The work that we do as a group is amazing! We provide important education about resources in our county that can help someone in need, like Crisis Services and Spectrum Health’s 24/7 phone line and our C.A.R.E.S. initiative for youth and their families.  The Coalition works together on broad issues, like a regional gun storage and safety map, so people can temporarily remove guns  from a friend or family member who may be inclined to hurt themselves. (Almost half the deaths by suicide in our country happen with a firearm). Recently, we put together a short, five-minute video covering the use of language in talking about suicide– that I encourage everyone to view: Language Matters: How to talk about suicide. Together we celebrate the small victories that are also huge: death from suicide in Erie County has decreased by almost 20% from last year to this year at this time. Sadly, gun violence and deaths from opioid overdose have increased.

I’ve been in this field for more than 40 years, and while I am proud and humbled to help hoist the yellow awareness flag with my colleagues every year at the Rath Building (this year’s event is Friday, September 10 at 11am), it’s a bittersweet moment, too.  It’s inevitable that counselors, like doctors, can’t save every life in their practice. I mourn with and for the family members, those strong survivors, who have to cope with a deeply painful loss. I share the feelings of helplessness that clinicians feel when their words and interactions can’t help someone turn their life around. Most importantly, I feel the tremendous amount of hope that we can save lives one life at a time, and I am so encouraged by our efforts to raise awareness of the public on what they can do to reduce suicide in our community.

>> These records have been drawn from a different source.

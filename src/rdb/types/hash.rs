use super::{Command, RedisObject};
use crate::rdb::reader::RdbReader;
use crate::rdb::{kind, listpack, ziplist, zipmap, RdbError, RdbResult};
use bytes::Bytes;
use std::io::Read;

#[derive(Debug, Clone, PartialEq)]
pub struct HashObject {
    pub key: Bytes,
    pub fields: Vec<(Bytes, Bytes)>,
}

impl RedisObject for HashObject {
    fn load<R: Read>(rd: &mut RdbReader<R>, type_byte: u8, key: Bytes) -> RdbResult<Self> {
        let fields = match type_byte {
            kind::HASH => {
                let n = rd.read_len()?;
                let mut out = Vec::with_capacity(n.min(4096));
                for _ in 0..n {
                    let field = rd.read_string()?;
                    let value = rd.read_string()?;
                    out.push((field, value));
                }
                out
            }
            kind::HASH_ZIPMAP => zipmap::decode_pairs(&rd.read_string()?)?,
            kind::HASH_ZIPLIST => ziplist::decode_pairs(&rd.read_string()?)?,
            kind::HASH_LISTPACK => listpack::decode_pairs(&rd.read_string()?)?,
            other => return Err(RdbError::UnknownType(other)),
        };
        Ok(Self { key, fields })
    }

    fn rewrite(&self) -> Vec<Command> {
        self.fields
            .iter()
            .map(|(field, value)| {
                vec![
                    Bytes::from_static(b"HSET"),
                    self.key.clone(),
                    field.clone(),
                    value.clone(),
                ]
            })
            .collect()
    }
}
//! Lists: plain, ziplist, quicklist (ziplist nodes) and quicklist2
//! (plain or listpack nodes).

use super::{Command, RedisObject};
use crate::rdb::reader::RdbReader;
use crate::rdb::{kind, listpack, ziplist, RdbError, RdbResult};
use bytes::Bytes;
use std::io::Read;

const QUICKLIST_NODE_PLAIN: u64 = 1;
const QUICKLIST_NODE_PACKED: u64 = 2;

#[derive(Debug, Clone, PartialEq)]
pub struct ListObject {
    pub key: Bytes,
    pub elements: Vec<Bytes>,
}

impl RedisObject for ListObject {
    fn load<R: Read>(rd: &mut RdbReader<R>, type_byte: u8, key: Bytes) -> RdbResult<Self> {
        let elements = match type_byte {
            kind::LIST => {
                let n = rd.read_len()?;
                let mut out = Vec::with_capacity(n.min(4096));
                for _ in 0..n {
                    out.push(rd.read_string()?);
                }
                out
            }
            kind::LIST_ZIPLIST => ziplist::decode(&rd.read_string()?)?,
            kind::LIST_QUICKLIST => {
                let nodes = rd.read_len()?;
                let mut out = Vec::new();
                for _ in 0..nodes {
                    out.extend(ziplist::decode(&rd.read_string()?)?);
                }
                out
            }
            kind::LIST_QUICKLIST_2 => {
                let nodes = rd.read_len()?;
                let mut out = Vec::new();
                for _ in 0..nodes {
                    match rd.read_length()? {
                        QUICKLIST_NODE_PLAIN => out.push(rd.read_string()?),
                        QUICKLIST_NODE_PACKED => out.extend(listpack::decode(&rd.read_string()?)?),
                        other => {
                            return Err(RdbError::container(
                                "quicklist",
                                format!("unknown node container {}", other),
                            ))
                        }
                    }
                }
                out
            }
            other => return Err(RdbError::UnknownType(other)),
        };
        Ok(Self { key, elements })
    }

    fn rewrite(&self) -> Vec<Command> {
        self.elements
            .iter()
            .map(|e| vec![Bytes::from_static(b"RPUSH"), self.key.clone(), e.clone()])
            .collect()
    }
}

Bestselling author Matt Haig (his novel The Midnight Library is a must-read this year) considered taking his life at age 24. He faced his depression and lived to write several other books, including his account of his depression in Reasons to Stay Alive. He writes “Soak up the views. Take in the bad weather and the good weather. You are not the storm.”  It’s a powerful reminder that every day is a new opportunity. Every person we meet can be the one who will make a difference, and like Glinda the good witch said to Dorothy in The Wizard of Oz, “You had the power all along.”